======== Data for processing ========
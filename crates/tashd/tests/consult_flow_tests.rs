//! Consult flow tests
//!
//! Exercise the matching pipeline with fake provider clients that replay the
//! output shapes real models produce: clean contract objects, fenced JSON,
//! prose-wrapped arrays, truncated garbage, and outright transport failure.

use async_trait::async_trait;
use tash_common::catalog::default_catalog;
use tash_common::error::{Result, TashError};
use tash_common::matcher::{hydrate_candidates, match_narrative, InferenceProvider};
use tash_common::rules::RuleIndex;
use tash_common::schema::SoldierProfile;

/// Replays one canned response, recording the prompt it was given.
struct ReplayProvider {
    response: std::result::Result<String, String>,
    seen_prompt: std::sync::Mutex<Option<String>>,
}

impl ReplayProvider {
    fn ok(text: &str) -> Self {
        Self {
            response: Ok(text.to_string()),
            seen_prompt: std::sync::Mutex::new(None),
        }
    }

    fn failing(message: &str) -> Self {
        Self {
            response: Err(message.to_string()),
            seen_prompt: std::sync::Mutex::new(None),
        }
    }

    fn prompt(&self) -> String {
        self.seen_prompt.lock().unwrap().clone().unwrap_or_default()
    }
}

#[async_trait]
impl InferenceProvider for ReplayProvider {
    async fn infer(&self, prompt: &str) -> Result<String> {
        *self.seen_prompt.lock().unwrap() = Some(prompt.to_string());
        self.response.clone().map_err(TashError::Provider)
    }
}

#[tokio::test]
async fn test_clean_contract_response() {
    let corpus = default_catalog();
    let rules = RuleIndex::builtin();
    let provider = ReplayProvider::ok(
        r#"{"recommendedIds": ["lone-soldier-hame", "bzack-grant"],
            "explanation": "Estranged from parents and in acute debt.",
            "nextSteps": {
                "soldierNeeds": ["Social worker report", "Bank statements for 6 months"],
                "mashakNeeds": ["Home visit", "Committee file"]
            }}"#,
    );

    let outcome = match_narrative(
        &provider,
        &rules,
        "no contact with parents, foreclosure notices arriving",
        None,
        &corpus,
    )
    .await;

    assert_eq!(outcome.candidate_ids, vec!["lone-soldier-hame", "bzack-grant"]);
    assert_eq!(outcome.soldier_needs.len(), 2);
    assert_eq!(outcome.mashak_needs.len(), 2);

    let suggestions = hydrate_candidates(&outcome.candidate_ids, &corpus);
    assert_eq!(suggestions[0].id, "lone-soldier-hame");
    assert_eq!(suggestions[1].id, "bzack-grant");
}

#[tokio::test]
async fn test_fenced_bare_array_response() {
    let corpus = default_catalog();
    let rules = RuleIndex::builtin();
    let provider = ReplayProvider::ok("```json\n[\"rent-participation\"]\n```");

    let outcome = match_narrative(&provider, &rules, "needs rent help", None, &corpus).await;
    assert_eq!(outcome.candidate_ids, vec!["rent-participation"]);
    assert!(outcome.rationale.is_empty());
}

#[tokio::test]
async fn test_prose_wrapped_array_falls_back() {
    let corpus = default_catalog();
    let rules = RuleIndex::builtin();
    let provider = ReplayProvider::ok(
        r#"Given the protocols, I recommend ["work-permit", "bzack-grant"] as the tracks."#,
    );

    let outcome = match_narrative(&provider, &rules, "debts", None, &corpus).await;
    assert_eq!(outcome.candidate_ids, vec!["work-permit", "bzack-grant"]);
}

#[tokio::test]
async fn test_garbage_degrades_without_panic() {
    let corpus = default_catalog();
    let rules = RuleIndex::builtin();
    let provider = ReplayProvider::ok("Sorry, I can't help with that request today.");

    let outcome = match_narrative(&provider, &rules, "anything", None, &corpus).await;
    assert!(outcome.candidate_ids.is_empty());
    assert!(hydrate_candidates(&outcome.candidate_ids, &corpus).is_empty());
    assert_eq!(outcome.raw_output, "Sorry, I can't help with that request today.");
}

#[tokio::test]
async fn test_transport_failure_keeps_error_for_audit() {
    let corpus = default_catalog();
    let rules = RuleIndex::builtin();
    let provider = ReplayProvider::failing("timeout after 20s");

    let outcome = match_narrative(&provider, &rules, "anything", None, &corpus).await;
    assert!(outcome.candidate_ids.is_empty());
    assert!(outcome.raw_output.contains("timeout after 20s"));
}

#[tokio::test]
async fn test_unknown_ids_silently_dropped() {
    let corpus = default_catalog();
    let rules = RuleIndex::builtin();
    let provider = ReplayProvider::ok(
        r#"{"recommendedIds": ["retired-template", "tashmash-pregnancy"], "explanation": "x"}"#,
    );

    let outcome = match_narrative(&provider, &rules, "pregnant, week 16", None, &corpus).await;
    assert_eq!(outcome.candidate_ids, vec!["tashmash-pregnancy"]);
}

#[tokio::test]
async fn test_prompt_carries_rules_profile_and_corpus() {
    let corpus = default_catalog();
    let rules = RuleIndex::builtin();
    let provider = ReplayProvider::ok("[]");
    let profile = SoldierProfile {
        full_name: "Avi Cohen".to_string(),
        unit: Some("Golani".to_string()),
        is_lone_soldier: true,
        ..Default::default()
    };

    let _ = match_narrative(&provider, &rules, "rent is overdue", Some(&profile), &corpus).await;

    let prompt = provider.prompt();
    assert!(prompt.contains("Avi Cohen"));
    assert!(prompt.contains("recognized lone soldier"));
    assert!(prompt.contains("rent is overdue"));
    assert!(prompt.contains("\"recommendedIds\""));
    for template in &corpus {
        assert!(prompt.contains(&template.id));
    }
}

#[test]
fn test_rule_index_regression_without_model() {
    // The deterministic pre-filter answers protocol questions with no model.
    let rules = RuleIndex::builtin();
    assert_eq!(
        rules.deterministic_match("his parents abroad since 2020"),
        vec!["lone-soldier-muvhak"]
    );
    assert_eq!(
        rules.deterministic_match("married, and the family is in overdraft"),
        vec!["tashmash-parents", "tashmash-married"]
    );
}
//! Tash Common - shared core for the Tash Desk welfare case system.
//!
//! Everything deterministic lives here: the schema, the rule index, the
//! consult prompt and its defensive output parser, case materialization, the
//! checklist state machine, and the document store. The only network boundary
//! (the generative provider) is a trait implemented by the daemon.

pub mod catalog;
pub mod checklist;
pub mod error;
pub mod matcher;
pub mod materializer;
pub mod parser;
pub mod prompt;
pub mod rules;
pub mod schema;
pub mod store;

pub use error::{Result, TashError};
pub use matcher::{hydrate_candidates, match_narrative, InferenceProvider, MatchOutcome};
pub use materializer::{materialize, RoutingPolicy};
pub use parser::{parse_consult_output, ParsedConsult};
pub use rules::RuleIndex;
pub use schema::*;
pub use store::{DocStore, DEFAULT_DATA_DIR};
========
▶ What to work on
Preserving every character, copy the records above out again.

▶ Solution to the problem
filename crates/tashd/tests/consult_flow_tests.rs
//! Consult flow tests
//!
//! Exercise the matching pipeline with fake provider clients that replay the
//! output shapes real models produce: clean contract objects, fenced JSON,
//! prose-wrapped arrays, truncated garbage, and outright transport failure.

use async_trait::async_trait;
use tash_common::catalog::default_catalog;
use tash_common::error::{Result, TashError};
use tash_common::matcher::{hydrate_candidates, match_narrative, InferenceProvider};
use tash_common::rules::RuleIndex;
use tash_common::schema::SoldierProfile;

/// Replays one canned response, recording the prompt it was given.
struct ReplayProvider {
    response: std::result::Result<String, String>,
    seen_prompt: std::sync::Mutex<Option<String>>,
}

impl ReplayProvider {
    fn ok(text: &str) -> Self {
        Self {
            response: Ok(text.to_string()),
            seen_prompt: std::sync::Mutex::new(None),
        }
    }

    fn failing(message: &str) -> Self {
        Self {
            response: Err(message.to_string()),
            seen_prompt: std::sync::Mutex::new(None),
        }
    }

    fn prompt(&self) -> String {
        self.seen_prompt.lock().unwrap().clone().unwrap_or_default()
    }
}

#[async_trait]
impl InferenceProvider for ReplayProvider {
    async fn infer(&self, prompt: &str) -> Result<String> {
        *self.seen_prompt.lock().unwrap() = Some(prompt.to_string());
        self.response.clone().map_err(TashError::Provider)
    }
}

#[tokio::test]
async fn test_clean_contract_response() {
    let corpus = default_catalog();
    let rules = RuleIndex::builtin();
    let provider = ReplayProvider::ok(
        r#"{"recommendedIds": ["lone-soldier-hame", "bzack-grant"],
            "explanation": "Estranged from parents and in acute debt.",
            "nextSteps": {
                "soldierNeeds": ["Social worker report", "Bank statements for 6 months"],
                "mashakNeeds": ["Home visit", "Committee file"]
            }}"#,
    );

    let outcome = match_narrative(
        &provider,
        &rules,
        "no contact with parents, foreclosure notices arriving",
        None,
        &corpus,
    )
    .await;

    assert_eq!(outcome.candidate_ids, vec!["lone-soldier-hame", "bzack-grant"]);
    assert_eq!(outcome.soldier_needs.len(), 2);
    assert_eq!(outcome.mashak_needs.len(), 2);

    let suggestions = hydrate_candidates(&outcome.candidate_ids, &corpus);
    assert_eq!(suggestions[0].id, "lone-soldier-hame");
    assert_eq!(suggestions[1].id, "bzack-grant");
}

#[tokio::test]
async fn test_fenced_bare_array_response() {
    let corpus = default_catalog();
    let rules = RuleIndex::builtin();
    let provider = ReplayProvider::ok("```json\n[\"rent-participation\"]\n```");

    let outcome = match_narrative(&provider, &rules, "needs rent help", None, &corpus).await;
    assert_eq!(outcome.candidate_ids, vec!["rent-participation"]);
    assert!(outcome.rationale.is_empty());
}

#[tokio::test]
async fn test_prose_wrapped_array_falls_back() {
    let corpus = default_catalog();
    let rules = RuleIndex::builtin();
    let provider = ReplayProvider::ok(
        r#"Given the protocols, I recommend ["work-permit", "bzack-grant"] as the tracks."#,
    );

    let outcome = match_narrative(&provider, &rules, "debts", None, &corpus).await;
    assert_eq!(outcome.candidate_ids, vec!["work-permit", "bzack-grant"]);
}

#[tokio::test]
async fn test_garbage_degrades_without_panic() {
    let corpus = default_catalog();
    let rules = RuleIndex::builtin();
    let provider = ReplayProvider::ok("Sorry, I can't help with that request today.");

    let outcome = match_narrative(&provider, &rules, "anything", None, &corpus).await;
    assert!(outcome.candidate_ids.is_empty());
    assert!(hydrate_candidates(&outcome.candidate_ids, &corpus).is_empty());
    assert_eq!(outcome.raw_output, "Sorry, I can't help with that request today.");
}

#[tokio::test]
async fn test_transport_failure_keeps_error_for_audit() {
    let corpus = default_catalog();
    let rules = RuleIndex::builtin();
    let provider = ReplayProvider::failing("timeout after 20s");

    let outcome = match_narrative(&provider, &rules, "anything", None, &corpus).await;
    assert!(outcome.candidate_ids.is_empty());
    assert!(outcome.raw_output.contains("timeout after 20s"));
}

#[tokio::test]
async fn test_unknown_ids_silently_dropped() {
    let corpus = default_catalog();
    let rules = RuleIndex::builtin();
    let provider = ReplayProvider::ok(
        r#"{"recommendedIds": ["retired-template", "tashmash-pregnancy"], "explanation": "x"}"#,
    );

    let outcome = match_narrative(&provider, &rules, "pregnant, week 16", None, &corpus).await;
    assert_eq!(outcome.candidate_ids, vec!["tashmash-pregnancy"]);
}

#[tokio::test]
async fn test_prompt_carries_rules_profile_and_corpus() {
    let corpus = default_catalog();
    let rules = RuleIndex::builtin();
    let provider = ReplayProvider::ok("[]");
    let profile = SoldierProfile {
        full_name: "Avi Cohen".to_string(),
        unit: Some("Golani".to_string()),
        is_lone_soldier: true,
        ..Default::default()
    };

    let _ = match_narrative(&provider, &rules, "rent is overdue", Some(&profile), &corpus).await;

    let prompt = provider.prompt();
    assert!(prompt.contains("Avi Cohen"));
    assert!(prompt.contains("recognized lone soldier"));
    assert!(prompt.contains("rent is overdue"));
    assert!(prompt.contains("\"recommendedIds\""));
    for template in &corpus {
        assert!(prompt.contains(&template.id));
    }
}

#[test]
fn test_rule_index_regression_without_model() {
    // The deterministic pre-filter answers protocol questions with no model.
    let rules = RuleIndex::builtin();
    assert_eq!(
        rules.deterministic_match("his parents abroad since 2020"),
        vec!["lone-soldier-muvhak"]
    );
    assert_eq!(
        rules.deterministic_match("married, and the family is in overdraft"),
        vec!["tashmash-parents", "tashmash-married"]
    );
}
//! Tash Common - shared core for the Tash Desk welfare case system.
//!
//! Everything deterministic lives here: the schema, the rule index, the
//! consult prompt and its defensive output parser, case materialization, the
//! checklist state machine, and the document store. The only network boundary
//! (the generative provider) is a trait implemented by the daemon.

pub mod catalog;
pub mod checklist;
pub mod error;
pub mod matcher;
pub mod materializer;
pub mod parser;
pub mod prompt;
pub mod rules;
pub mod schema;
pub mod store;

pub use error::{Result, TashError};
pub use matcher::{hydrate_candidates, match_narrative, InferenceProvider, MatchOutcome};
pub use materializer::{materialize, RoutingPolicy};
pub use parser::{parse_consult_output, ParsedConsult};
pub use rules::RuleIndex;
pub use schema::*;
pub use store::{DocStore, DEFAULT_DATA_DIR};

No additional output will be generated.